PROMPT:
Copy the records. Keep every line exactly as it is.
====== DATA PROVIDED
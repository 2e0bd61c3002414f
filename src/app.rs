use std::time::Instant;

use crossterm::event::{KeyCode, KeyEvent, KeyModifiers};
use tracing::{debug, info, warn};

use crate::{
    config::Config,
    engine::{TickOutcome, TimerEngine},
    mode::{MenuChoice, Mode},
    notify,
    orientation::Orientation,
    ticker::Ticker,
    ui::{Theme, get_theme},
};

#[derive(PartialEq, Clone, Copy, Debug)]
pub enum View {
    Timer,
    Menu,
    Help,
}

// ============================================================================
// Application State
// ============================================================================

pub struct AppState {
    pub engine: TimerEngine,
    pub ticker: Ticker,
    pub current_view: View,
    pub menu_selection: MenuChoice,
    pub orientation: Orientation,
    pub theme: Theme,
    pub theme_name: String,
    pub notifications: bool,
    pub animation_frame: u8,
}

impl AppState {
    pub fn new(config: Config) -> Self {
        Self {
            engine: TimerEngine::new(config.durations),
            ticker: Ticker::default(),
            current_view: View::Timer,
            menu_selection: MenuChoice::Roll,
            orientation: Orientation::Portrait,
            theme: get_theme(&config.theme),
            theme_name: config.theme,
            notifications: config.notifications,
            animation_frame: 0,
        }
    }

    pub fn mode_color(&self) -> ratatui::style::Color {
        match self.engine.mode() {
            Mode::Preparing => self.theme.prepare_color,
            Mode::Rolling | Mode::HellRounds => self.theme.round_color,
            Mode::Resting => self.theme.rest_color,
            Mode::Stopwatch => self.theme.accent_color,
        }
    }

    pub fn progress_ratio(&self) -> f64 {
        let mode = self.engine.mode();
        if mode.counts_up() {
            return 0.0;
        }
        let total = self.engine.durations().starting_seconds(mode) as f64;
        if total == 0.0 {
            return 1.0;
        }
        (1.0 - self.engine.remaining_secs() as f64 / total).clamp(0.0, 1.0)
    }

    pub fn set_orientation(&mut self, cols: u16, rows: u16) {
        let orientation = Orientation::from_size(cols, rows);
        if orientation != self.orientation {
            debug!(?orientation, cols, rows, "orientation changed");
            self.orientation = orientation;
        }
    }

    /// Delivers every tick that is due, stopping as soon as the clock halts.
    pub fn update(&mut self, now: Instant) {
        for _ in 0..self.ticker.due(now) {
            let outcome = self.engine.tick();
            self.handle_outcome(outcome);
            self.ticker.sync(self.engine.running(), now);
            if !self.ticker.is_armed() {
                break;
            }
        }
        self.animation_frame = self.animation_frame.wrapping_add(1) % 20;
    }

    fn handle_outcome(&mut self, outcome: TickOutcome) {
        match outcome {
            TickOutcome::Expired { from, to: Some(to) } => {
                info!(?from, ?to, remaining = self.engine.remaining_secs(), "countdown expired");
                if self.notifications {
                    notify::announce(to, notify::transition_message(from, to));
                }
            }
            TickOutcome::Expired { from, to: None } => {
                warn!(?from, "countdown expired with no follow-up mode; timer idle at zero");
            }
            TickOutcome::Counted | TickOutcome::Idle => {}
        }
    }

    pub fn toggle_play_pause(&mut self, now: Instant) {
        self.engine.toggle_play_pause();
        debug!(running = self.engine.running(), "play/pause");
        self.ticker.sync(self.engine.running(), now);
    }

    pub fn reset(&mut self, now: Instant) {
        self.engine.reset();
        debug!(mode = ?self.engine.mode(), "reset");
        self.ticker.sync(self.engine.running(), now);
    }

    pub fn select_mode(&mut self, choice: MenuChoice, now: Instant) {
        self.engine.select_mode(choice);
        info!(choice = choice.label(), mode = ?self.engine.mode(), "mode selected");
        self.ticker.sync(self.engine.running(), now);
        self.current_view = View::Timer;
    }

    pub fn shutdown(&mut self) {
        self.ticker.release();
        info!("timer screen closed");
    }
}

// ============================================================================
// Event Handlers
// ============================================================================

/// Returns true when the app should quit.
pub fn handle_input(key: KeyEvent, app: &mut AppState, now: Instant) -> bool {
    if key.code == KeyCode::Char('c') && key.modifiers.contains(KeyModifiers::CONTROL) {
        return true;
    }

    match app.current_view {
        View::Menu => handle_menu_view(key, app, now),
        View::Help => {
            if matches!(key.code, KeyCode::Esc | KeyCode::Char('q') | KeyCode::Char('h') | KeyCode::Char('?')) {
                app.current_view = View::Timer;
            }
            false
        }
        View::Timer => handle_main_view(key, app, now),
    }
}

fn handle_menu_view(key: KeyEvent, app: &mut AppState, now: Instant) -> bool {
    match key.code {
        KeyCode::Esc | KeyCode::Char('q') | KeyCode::Char('m') => app.current_view = View::Timer,
        KeyCode::Down | KeyCode::Char('j') => app.menu_selection = app.menu_selection.next(),
        KeyCode::Up | KeyCode::Char('k') => app.menu_selection = app.menu_selection.prev(),
        KeyCode::Enter | KeyCode::Char(' ') => app.select_mode(app.menu_selection, now),
        KeyCode::Char(c) => {
            if let Some(choice) = quick_choice(c) {
                app.menu_selection = choice;
                app.select_mode(choice, now);
            }
        }
        _ => {}
    }
    false
}

fn handle_main_view(key: KeyEvent, app: &mut AppState, now: Instant) -> bool {
    match key.code {
        KeyCode::Char('q') | KeyCode::Esc => return true,
        KeyCode::Char(' ') | KeyCode::Char('p') => app.toggle_play_pause(now),
        KeyCode::Char('r') => app.reset(now),
        KeyCode::Char('m') => app.current_view = View::Menu,
        KeyCode::Char('h') | KeyCode::Char('?') => app.current_view = View::Help,
        KeyCode::Char(c) => {
            if let Some(choice) = quick_choice(c) {
                app.select_mode(choice, now);
            }
        }
        _ => {}
    }
    false
}

fn quick_choice(c: char) -> Option<MenuChoice> {
    match c {
        '1' => Some(MenuChoice::Roll),
        '2' => Some(MenuChoice::HellRounds),
        '3' => Some(MenuChoice::Stopwatch),
        _ => None,
    }
}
============
RESPONSE TO THIS TASK:
repository 2e0bd61c3002414f
filename src/app.rs
use std::time::Instant;

use crossterm::event::{KeyCode, KeyEvent, KeyModifiers};
use tracing::{debug, info, warn};

use crate::{
    config::Config,
    engine::{TickOutcome, TimerEngine},
    mode::{MenuChoice, Mode},
    notify,
    orientation::Orientation,
    ticker::Ticker,
    ui::{Theme, get_theme},
};

#[derive(PartialEq, Clone, Copy, Debug)]
pub enum View {
    Timer,
    Menu,
    Help,
}

// ============================================================================
// Application State
// ============================================================================

pub struct AppState {
    pub engine: TimerEngine,
    pub ticker: Ticker,
    pub current_view: View,
    pub menu_selection: MenuChoice,
    pub orientation: Orientation,
    pub theme: Theme,
    pub theme_name: String,
    pub notifications: bool,
    pub animation_frame: u8,
}

impl AppState {
    pub fn new(config: Config) -> Self {
        Self {
            engine: TimerEngine::new(config.durations),
            ticker: Ticker::default(),
            current_view: View::Timer,
            menu_selection: MenuChoice::Roll,
            orientation: Orientation::Portrait,
            theme: get_theme(&config.theme),
            theme_name: config.theme,
            notifications: config.notifications,
            animation_frame: 0,
        }
    }

    pub fn mode_color(&self) -> ratatui::style::Color {
        match self.engine.mode() {
            Mode::Preparing => self.theme.prepare_color,
            Mode::Rolling | Mode::HellRounds => self.theme.round_color,
            Mode::Resting => self.theme.rest_color,
            Mode::Stopwatch => self.theme.accent_color,
        }
    }

    pub fn progress_ratio(&self) -> f64 {
        let mode = self.engine.mode();
        if mode.counts_up() {
            return 0.0;
        }
        let total = self.engine.durations().starting_seconds(mode) as f64;
        if total == 0.0 {
            return 1.0;
        }
        (1.0 - self.engine.remaining_secs() as f64 / total).clamp(0.0, 1.0)
    }

    pub fn set_orientation(&mut self, cols: u16, rows: u16) {
        let orientation = Orientation::from_size(cols, rows);
        if orientation != self.orientation {
            debug!(?orientation, cols, rows, "orientation changed");
            self.orientation = orientation;
        }
    }

    /// Delivers every tick that is due, stopping as soon as the clock halts.
    pub fn update(&mut self, now: Instant) {
        for _ in 0..self.ticker.due(now) {
            let outcome = self.engine.tick();
            self.handle_outcome(outcome);
            self.ticker.sync(self.engine.running(), now);
            if !self.ticker.is_armed() {
                break;
            }
        }
        self.animation_frame = self.animation_frame.wrapping_add(1) % 20;
    }

    fn handle_outcome(&mut self, outcome: TickOutcome) {
        match outcome {
            TickOutcome::Expired { from, to: Some(to) } => {
                info!(?from, ?to, remaining = self.engine.remaining_secs(), "countdown expired");
                if self.notifications {
                    notify::announce(to, notify::transition_message(from, to));
                }
            }
            TickOutcome::Expired { from, to: None } => {
                warn!(?from, "countdown expired with no follow-up mode; timer idle at zero");
            }
            TickOutcome::Counted | TickOutcome::Idle => {}
        }
    }

    pub fn toggle_play_pause(&mut self, now: Instant) {
        self.engine.toggle_play_pause();
        debug!(running = self.engine.running(), "play/pause");
        self.ticker.sync(self.engine.running(), now);
    }

    pub fn reset(&mut self, now: Instant) {
        self.engine.reset();
        debug!(mode = ?self.engine.mode(), "reset");
        self.ticker.sync(self.engine.running(), now);
    }

    pub fn select_mode(&mut self, choice: MenuChoice, now: Instant) {
        self.engine.select_mode(choice);
        info!(choice = choice.label(), mode = ?self.engine.mode(), "mode selected");
        self.ticker.sync(self.engine.running(), now);
        self.current_view = View::Timer;
    }

    pub fn shutdown(&mut self) {
        self.ticker.release();
        info!("timer screen closed");
    }
}

// ============================================================================
// Event Handlers
// ============================================================================

/// Returns true when the app should quit.
pub fn handle_input(key: KeyEvent, app: &mut AppState, now: Instant) -> bool {
    if key.code == KeyCode::Char('c') && key.modifiers.contains(KeyModifiers::CONTROL) {
        return true;
    }

    match app.current_view {
        View::Menu => handle_menu_view(key, app, now),
        View::Help => {
            if matches!(key.code, KeyCode::Esc | KeyCode::Char('q') | KeyCode::Char('h') | KeyCode::Char('?')) {
                app.current_view = View::Timer;
            }
            false
        }
        View::Timer => handle_main_view(key, app, now),
    }
}

fn handle_menu_view(key: KeyEvent, app: &mut AppState, now: Instant) -> bool {
    match key.code {
        KeyCode::Esc | KeyCode::Char('q') | KeyCode::Char('m') => app.current_view = View::Timer,
        KeyCode::Down | KeyCode::Char('j') => app.menu_selection = app.menu_selection.next(),
        KeyCode::Up | KeyCode::Char('k') => app.menu_selection = app.menu_selection.prev(),
        KeyCode::Enter | KeyCode::Char(' ') => app.select_mode(app.menu_selection, now),
        KeyCode::Char(c) => {
            if let Some(choice) = quick_choice(c) {
                app.menu_selection = choice;
                app.select_mode(choice, now);
            }
        }
        _ => {}
    }
    false
}

fn handle_main_view(key: KeyEvent, app: &mut AppState, now: Instant) -> bool {
    match key.code {
        KeyCode::Char('q') | KeyCode::Esc => return true,
        KeyCode::Char(' ') | KeyCode::Char('p') => app.toggle_play_pause(now),
        KeyCode::Char('r') => app.reset(now),
        KeyCode::Char('m') => app.current_view = View::Menu,
        KeyCode::Char('h') | KeyCode::Char('?') => app.current_view = View::Help,
        KeyCode::Char(c) => {
            if let Some(choice) = quick_choice(c) {
                app.select_mode(choice, now);
            }
        }
        _ => {}
    }
    false
}

fn quick_choice(c: char) -> Option<MenuChoice> {
    match c {
        '1' => Some(MenuChoice::Roll),
        '2' => Some(MenuChoice::HellRounds),
        '3' => Some(MenuChoice::Stopwatch),
        _ => None,
    }
}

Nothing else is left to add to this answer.